Updated: Jan 15, 2021


Election Day, 1994: at least two historic things happened: the Democrats lost a House, for the first time in 40 years. And my wife and I found ours, out in northwest Phoenix. This month, we pay off the mortgage.


It’s been a good home, in a quiet neighborhood – close enough to some things, far enough from others. It’s seen us through seven job changes (three for her, four for me), two churches, three massive bee infestations, and the Great Microburst Blackout of 1995. And three good dogs, faithful, fun, and true.


Many a neighbor has come and gone across those years, and we’ve enjoyed only intermittent success, getting to know them. A sample, on one side of us, is the family who, for several years now, has stubbornly stood off all our efforts to move beyond a “wave as you pull out of the driveway” acquaintance.


Not long ago, I seized upon an opportunity. Gazing out our front window, I saw the dad from next door hacking furiously away in the late summer heat at a gigantic agave cactus that sprawled across most of his front yard and onto no small portion of ours. Though I am no one’s first call for help in a botanical crisis, I instantly determined to do what I could to build our negligible rapport through common toil.


He grunted, as I helped him carry great wedges of cactus around to the side of his house. He monosyllablized replies to my questions and comments. At length, as our efforts revealed the sobering breadth and depth of the chore before us, I offered to call our yard man, to see how much he would charge to save my neighbor from this desert lumberjack project.


He shrugged. I called. The estimate seemed reasonable, and the yard guy offered to come the following day. I asked my neighbor if he was amenable. He twitched and nodded “yes.”


I sealed the deal.


Next day, I came home to find a smooth place in the neighbor’s yard where agave humongous had so recently reigned supreme. The neighbor was gazing on the spot, approvingly.

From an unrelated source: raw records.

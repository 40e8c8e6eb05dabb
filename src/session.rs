/// Session log of committed view operations
///
/// Every committed change to a panel (zoom, view moves, split/stack, scaling,
/// peak lists, integrals, measurements) is recorded with:
/// - Sequence number
/// - Timestamp
/// - Operation name
/// - Description with the values involved
///
/// The log can be exported as human-readable text or JSON.
use chrono::{DateTime, Local};
use serde::{Deserialize, Serialize};
use std::path::Path;

use crate::error::Result;
use crate::view::graph_set::ViewEvent;

/// A single recorded operation
#[derive(Debug, Clone, Serialize, Deserialize)]
pub struct LogEntry {
    /// Sequential operation number (1-based)
    pub sequence: usize,
    pub timestamp: DateTime<Local>,
    pub operation: String,
    pub description: String,
}

impl LogEntry {
    pub fn to_text(&self) -> String {
        format!(
            "[{:03}] {} | {} | {}",
            self.sequence,
            self.timestamp.format("%Y-%m-%d %H:%M:%S"),
            self.operation,
            self.description
        )
    }
}

#[derive(Debug, Clone, Serialize, Deserialize)]
pub struct SessionLog {
    pub session_id: String,
    pub session_start: DateTime<Local>,
    pub software_version: String,
    pub entries: Vec<LogEntry>,
}

impl SessionLog {
    pub fn new() -> Self {
        Self {
            session_id: uuid::Uuid::new_v4().to_string(),
            session_start: Local::now(),
            software_version: env!("CARGO_PKG_VERSION").to_string(),
            entries: Vec::new(),
        }
    }

    pub fn add_entry(&mut self, operation: &str, description: &str) {
        let seq = self.entries.len() + 1;
        self.entries.push(LogEntry {
            sequence: seq,
            timestamp: Local::now(),
            operation: operation.to_string(),
            description: description.to_string(),
        });
        log::info!("[LOG {:03}] {}: {}", seq, operation, description);
    }

    /// Record a view event of graph set `set`. Selection changes are not
    /// operations and are skipped; returns whether an entry was added.
    pub fn record(&mut self, set: usize, event: &ViewEvent) -> bool {
        let (operation, description) = match event {
            ViewEvent::Zoomed { min_x, max_x } => {
                ("Zoom", format!("set {}: x {:.4} to {:.4}", set, min_x, max_x))
            }
            ViewEvent::ViewMoved { index } => ("View", format!("set {}: history entry {}", set, index)),
            ViewEvent::ViewsCleared => ("Reset views", format!("set {}: history cleared", set)),
            ViewEvent::SplitChanged { n_split } => {
                let what = if *n_split > 1 { "split" } else { "stacked" };
                ("Split/stack", format!("set {}: {} ({} slices)", set, what, n_split))
            }
            ViewEvent::Scaled { factor } => ("Scale", format!("set {}: y factor {:.4}", set, factor)),
            ViewEvent::ScalesReset => ("Reset scales", format!("set {}: all factors 1", set)),
            ViewEvent::PeaksComputed { spectrum, count } => (
                "Peak list",
                format!("spectrum {}: {} peaks", spectrum, count),
            ),
            ViewEvent::IntegralAdded { spectrum, x1, x2 } => (
                "Integral",
                format!("spectrum {}: {:.4} to {:.4}", spectrum, x1.min(*x2), x1.max(*x2)),
            ),
            ViewEvent::MeasurementStored { spectrum, text } => {
                ("Measurement", format!("spectrum {}: {}", spectrum, text))
            }
            ViewEvent::AnnotationAdded { text } => ("Annotation", format!("set {}: '{}'", set, text)),
            ViewEvent::SpectrumSelected(_) => return false,
        };
        self.add_entry(operation, &description);
        true
    }

    pub fn len(&self) -> usize {
        self.entries.len()
    }

    pub fn is_empty(&self) -> bool {
        self.entries.is_empty()
    }

    pub fn clear(&mut self) {
        self.entries.clear();
    }

    pub fn to_text(&self) -> String {
        let mut out = String::new();
        out.push_str("═══════════════════════════════════════════════════════════════\n");
        out.push_str("  Spectral View Session Log\n");
        out.push_str("═══════════════════════════════════════════════════════════════\n");
        out.push_str(&format!("  Session ID:  {}\n", self.session_id));
        out.push_str(&format!(
            "  Started:     {}\n",
            self.session_start.format("%Y-%m-%d %H:%M:%S")
        ));
        out.push_str(&format!("  Software:    spectral_view v{}\n", self.software_version));
        out.push_str(&format!("  Operations:  {}\n", self.entries.len()));
        out.push_str("───────────────────────────────────────────────────────────────\n\n");

        for entry in &self.entries {
            out.push_str(&entry.to_text());
            out.push('\n');
        }
        out
    }

    pub fn to_json(&self) -> Result<String> {
        Ok(serde_json::to_string_pretty(self)?)
    }

    pub fn save_text(&self, path: &Path) -> Result<()> {
        std::fs::write(path, self.to_text())?;
        Ok(())
    }

    pub fn save_json(&self, path: &Path) -> Result<()> {
        std::fs::write(path, self.to_json()?)?;
        Ok(())
    }
}

impl Default for SessionLog {
    fn default() -> Self {
        Self::new()
    }
}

This, I sensed, was the moment for bonding.


“Looks like they did a good job,” I said, fishing some cash from my wallet. “Here, let me pay for some of it.”


He snatched the bills from my hand without a word, spun on his heels, and walked away. Haven’t heard a word from him since.



This set me on something of a defensive edge. I began to note, with growing irritation, how rarely people say “thank you,” anymore, for kindnesses great and small. Opening a door. Offering a place in line. Carrying something heavy. Picking up something dropped. Yielding the last cookie. Etc.


It’s dispiriting to see how many people presume on the good manners of others. As if grace were not so much “undeserved favor” as some debt the rest of us owe to people convinced their needs are more important than ours.


My indignation at ingratitude was becoming a little obsessive by the time, one evening a couple of weeks ago, I rammed the back of the car in front of me at a stoplight.


My cellphone had gone off, loudly, and ‘d jumped a little, instinctively glancing to see who was calling – at exactly the wrong moment. I was slowing down, but still gave the guy in front of me a pretty solid jolt. He hopped out and came back to see what I’d done to his bumper.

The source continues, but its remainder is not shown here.